### Assigned task
Print each entry below precisely as it reads.

----- Data to process

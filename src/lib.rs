//! # Sockrelay - SOCKS5 TCP Tunnel Relay
//!
//! Sockrelay listens on a local TCP port and, for every inbound connection,
//! opens a connection to one fixed target through a SOCKS5 proxy (typically
//! Tor), then splices the two sockets together until either side closes or
//! the session goes idle.
//!
//! ## Features
//!
//! - **Proxy-side Resolution**: the target is sent as a domain name, so
//!   `.onion` and other proxy-only names work
//! - **Task per Connection**: a stalled session never blocks the acceptor
//!   or other sessions
//! - **Paired Close**: client and upstream sockets are always closed together
//! - **Idle Timeout**: sessions with no traffic in either direction end after
//!   a configurable period (60s by default)
//!
//! ## Usage
//!
//! ```rust,ignore
//! use sockrelay::config::ListenerConfig;
//! use sockrelay::run_relay;
//! use tokio::sync::broadcast;
//!
//! #[tokio::main]
//! async fn main() -> anyhow::Result<()> {
//!     let config = ListenerConfig::new("example.onion");
//!     let (_shutdown_tx, shutdown_rx) = broadcast::channel(1);
//!
//!     run_relay(config, shutdown_rx).await
//! }
//! ```
//!
//! ## Architecture
//!
//! ```text
//! TCP Client -> Sockrelay -> SOCKS5 Proxy -> Target
//! ```

#![warn(missing_docs)]
#![warn(rust_2018_idioms)]

pub mod config;
pub mod error;
pub mod helper;
pub mod relay;
pub mod socks;
pub mod transport;

// Re-export commonly used items
pub use config::{load_config, Config, ListenerConfig};
pub use error::{RelayError, Socks5ReplyCode};
pub use relay::{run_relay, Relay};
pub use socks::connect_through_proxy;

/// Version of the Sockrelay library
pub const VERSION: &str = env!("CARGO_PKG_VERSION");

/// Name of the application
pub const NAME: &str = env!("CARGO_PKG_NAME");

#[cfg(test)]
mod tests {
    use super::*;

    #[test]
    fn test_version() {
        assert!(!VERSION.is_empty());
    }

    #[test]
    fn test_name() {
        assert_eq!(NAME, "sockrelay");
    }
}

----------

### Written answer
filename src/lib.rs
//! # Sockrelay - SOCKS5 TCP Tunnel Relay
//!
//! Sockrelay listens on a local TCP port and, for every inbound connection,
//! opens a connection to one fixed target through a SOCKS5 proxy (typically
//! Tor), then splices the two sockets together until either side closes or
//! the session goes idle.
//!
//! ## Features
//!
//! - **Proxy-side Resolution**: the target is sent as a domain name, so
//!   `.onion` and other proxy-only names work
//! - **Task per Connection**: a stalled session never blocks the acceptor
//!   or other sessions
//! - **Paired Close**: client and upstream sockets are always closed together
//! - **Idle Timeout**: sessions with no traffic in either direction end after
//!   a configurable period (60s by default)
//!
//! ## Usage
//!
//! ```rust,ignore
//! use sockrelay::config::ListenerConfig;
//! use sockrelay::run_relay;
//! use tokio::sync::broadcast;
//!
//! #[tokio::main]
//! async fn main() -> anyhow::Result<()> {
//!     let config = ListenerConfig::new("example.onion");
//!     let (_shutdown_tx, shutdown_rx) = broadcast::channel(1);
//!
//!     run_relay(config, shutdown_rx).await
//! }
//! ```
//!
//! ## Architecture
//!
//! ```text
//! TCP Client -> Sockrelay -> SOCKS5 Proxy -> Target
//! ```

#![warn(missing_docs)]
#![warn(rust_2018_idioms)]

pub mod config;
pub mod error;
pub mod helper;
pub mod relay;
pub mod socks;
pub mod transport;

// Re-export commonly used items
pub use config::{load_config, Config, ListenerConfig};
pub use error::{RelayError, Socks5ReplyCode};
pub use relay::{run_relay, Relay};
pub use socks::connect_through_proxy;

/// Version of the Sockrelay library
pub const VERSION: &str = env!("CARGO_PKG_VERSION");

/// Name of the application
pub const NAME: &str = env!("CARGO_PKG_NAME");

#[cfg(test)]
mod tests {
    use super::*;

    #[test]
    fn test_version() {
        assert!(!VERSION.is_empty());
    }

    #[test]
    fn test_name() {
        assert_eq!(NAME, "sockrelay");
    }
}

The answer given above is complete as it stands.